Conceptual metadata is, in a sentence, information about what data is and how it is used by the business. Our definition of Conceptual metadata does not refer to what a technician guesses that the data means to the business. We are talking about a comprehensive perspective on how businesspeople think about and use data to run the business. To gather this information, you will need to tap the minds of the people who touch data. This can be done in person or via email or other online means, though we have found this process can get bogged down if not done quickly. We use the proprietary Controlled ChaosSM method to acquire this information and to populate the Business Meta-Model – the comprehensive set of metadata that gives a holistic view of how data is used to run the business. In short, Controlled ChaosSM consists of fast-paced collaborative sessions where the people who use the data discuss, argue and define what a BDE is and how it is used in the business context.
Unfortunately, current metadata solutions do a poor job of capturing, updating and displaying Conceptual metadata. With the expanse of big data, we need fast, efficient solutions that leverage the insights of the people who use the data. We need a re-boot of the Business Data Glossary that enables a Wikipedia-like experience – one that evolves with the needs and uses of the business and at the pace of business. Call it the Business Glossary 2.0.
What data to protect?
The need for the protection of Personally Identifiable Information, Protected Health Information and Payment Card Information is well-known to every responsible firm that handles data. There and legal requirements and financial penalties for any firm that neglects to protect these classes of data. But what other forms of data are valuable to a firm and vulnerable to breach? Proprietary algorithms or KPIs might be the target of corporate espionage. Future strategic plans may be another target. Any information that yields a competitive advantage could be subject to attack, and could represent a significant loss. Any firm would want to track closely any data that falls into the categories above.

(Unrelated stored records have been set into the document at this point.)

//! Configuración de variables de entorno
//!
//! Este módulo maneja la configuración del entorno y los knobs
//! operacionales del sweeper.

use std::env;

/// Backend de persistencia seleccionado por STORE_BACKEND
#[derive(Debug, Clone, Copy, PartialEq, Eq)]
pub enum StoreBackend {
    Postgres,
    Memory,
}

/// Configuración del entorno
#[derive(Debug, Clone)]
pub struct EnvironmentConfig {
    pub environment: String,
    pub host: String,
    pub port: u16,
    pub store_backend: StoreBackend,
    /// Intervalo del pase de promoción a OVERDUE (segundos, default 1h)
    pub sweep_interval_secs: u64,
    /// Intervalo del pase de purga (segundos, default 24h)
    pub purge_interval_secs: u64,
    /// Ventana de retención de contratos cancelados (días, default 90)
    pub retention_days: i64,
    /// Tamaño máximo del batch del sweeper, acota la transacción
    pub sweep_batch_size: i64,
}

fn env_or<T: std::str::FromStr>(key: &str, default: T) -> T {
    env::var(key)
        .ok()
        .and_then(|v| v.parse().ok())
        .unwrap_or(default)
}

impl EnvironmentConfig {
    pub fn from_env() -> Self {
        let store_backend = match env::var("STORE_BACKEND").as_deref() {
            Ok("memory") => StoreBackend::Memory,
            _ => StoreBackend::Postgres,
        };

        Self {
            environment: env::var("ENVIRONMENT").unwrap_or_else(|_| "development".to_string()),
            host: env::var("HOST").unwrap_or_else(|_| "0.0.0.0".to_string()),
            port: env_or("PORT", 3000),
            store_backend,
            sweep_interval_secs: env_or("SWEEP_INTERVAL_SECS", 3600),
            purge_interval_secs: env_or("PURGE_INTERVAL_SECS", 86400),
            retention_days: env_or("RETENTION_DAYS", 90),
            sweep_batch_size: env_or("SWEEP_BATCH_SIZE", 500),
        }
    }

    /// Verificar si estamos en modo desarrollo
    pub fn is_development(&self) -> bool {
        self.environment == "development"
    }

    /// Verificar si estamos en modo producción
    pub fn is_production(&self) -> bool {
        self.environment == "production"
    }
}

impl Default for EnvironmentConfig {
    fn default() -> Self {
        Self::from_env()
    }
}
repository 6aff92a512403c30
pub mod environment;
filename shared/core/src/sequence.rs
use tracing::info;

#[derive(Debug, Clone, Copy, PartialEq, Eq)]
pub struct SequenceGrowth {
    pub length: usize,
    pub batch_size: usize,
}

/// Doubles the sequence length up to `max_length` and shrinks the batch to keep the
/// per-batch token count within `tokens_per_batch_capacity`.
pub fn grow_sequence_length(
    old_length: usize,
    old_batch_size: usize,
    max_length: usize,
    tokens_per_batch_capacity: usize,
) -> SequenceGrowth {
    debug_assert!(
        old_length < max_length,
        "sequence already at its maximum length {max_length}"
    );
    let length = (2 * old_length).min(max_length);
    let batch_size = tokens_per_batch_capacity / length;
    info!(
        old_length,
        new_length = length,
        old_batch_size,
        new_batch_size = batch_size,
        "Growing sequence length"
    );
    SequenceGrowth { length, batch_size }
}
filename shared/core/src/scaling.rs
//! Empirical scaling fits that size a run from its parameter count.
//!
//! The constants were fit on models between roughly 45M and 1.5B parameters. Outside that range
//! they still produce finite values, but nothing guarantees they produce good ones.

/// Parameter count of the reference (scale 1.0) model.
pub const REFERENCE_PARAM_COUNT: f64 = 46_009_736.0;

/// Tokens resident per batch on the reference accelerator at capacity scalar 1.0.
pub const BASE_GPU_TOKEN_CAPACITY: f64 = 114_688.0;

pub fn to_nearest_64(x: f64) -> usize {
    ((x / 64.0).round() * 64.0).max(0.0) as usize
}

pub fn width_from_scale(scale: f64) -> usize {
    to_nearest_64(384.0 * (1.0 + scale).log2())
}

pub fn depth_from_scale(scale: f64) -> usize {
    (8.0 * (1.0 + scale).log2()).round().max(0.0) as usize
}

pub fn gpu_token_capacity(capacity_scalar: f64) -> f64 {
    BASE_GPU_TOKEN_CAPACITY * capacity_scalar
}

/// Shrinks the raw device capacity for models larger than the reference one.
pub fn tokens_per_batch_capacity(gpu_token_capacity: f64, num_params: usize) -> usize {
    let model_scale = num_params as f64 / REFERENCE_PARAM_COUNT;
    (gpu_token_capacity / (1.52174 + 0.482 * model_scale.powf(0.87))).floor() as usize
}

#[derive(Debug, Clone, Copy, PartialEq)]
pub struct ScalingLaws {
    num_params: f64,
    ln_params: f64,
}

impl ScalingLaws {
    pub fn new(num_params: usize) -> Self {
        let num_params = num_params as f64;
        Self {
            num_params,
            ln_params: num_params.ln(),
        }
    }

    pub fn num_params(&self) -> f64 {
        self.num_params
    }

    /// Learning rate every group multiplier is applied to.
    pub fn base_lr(&self) -> f64 {
        9e7 / self.ln_params.powf(8.8)
    }

    /// Base raised to the training loss to get the weight-decay divisor.
    pub fn weight_decay_pow_base(&self) -> f64 {
        0.007 * (0.01 * self.ln_params).powf(-4.0)
    }

    /// Decay coefficient for the catch-all group, growing as loss approaches zero.
    pub fn dynamic_weight_decay(&self, weight_decay_mult: f64, loss: f64) -> f64 {
        weight_decay_mult / self.weight_decay_pow_base().powf(loss + 1e-8)
    }

    pub fn expected_grad_norm_pow(&self) -> f64 {
        -0.677 * self.ln_params.powf(-0.2)
    }

    pub fn grad_norm_steps_scale(&self) -> f64 {
        self.ln_params * self.num_params
    }

    /// Expected per-parameter gradient norm at `step`.
    pub fn grad_norm_target(&self, step: u32) -> f64 {
        (self.grad_norm_steps_scale() * (step as f64 + 1e-2)).powf(self.expected_grad_norm_pow())
    }

    /// Normalizes a whole-model gradient norm to a roughly size-invariant per-parameter norm.
    pub fn per_param_grad_norm(&self, grad_norm: f64) -> f64 {
        grad_norm / self.num_params.sqrt()
    }
}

At the Data Clairvoyance Group, we specialize in making data serve the business. One of the ways we do that is through leveraging information about the data garnered from the businesspeople who use it. In this particular context, what we need to assess is the risk to an individual BDE. What we want to gauge is, from the perspective of the business people who use the data, how valuable is the data and how vulnerable is it?
We have identified three main categories of bad data outcomes: Theft, editing/overwrite, and loss. These ‘bad outcomes’ could in many cases be caused by internal error, or by an external threat that has breached your organization’s security & network firewall.
The dimensions that affect the value and vulnerability of data include the number of people who can access, copy and edit a BDE as well as how internally or externally valuable the data is. Is there an external legal or illicit market for the data? Would the loss of or the exposure of internal data erode competitive advantage? These questions inherently reflect the organization’s confidence in their internal cybersecurity, their trust in their colleagues, and the general seriousness with which data is handled.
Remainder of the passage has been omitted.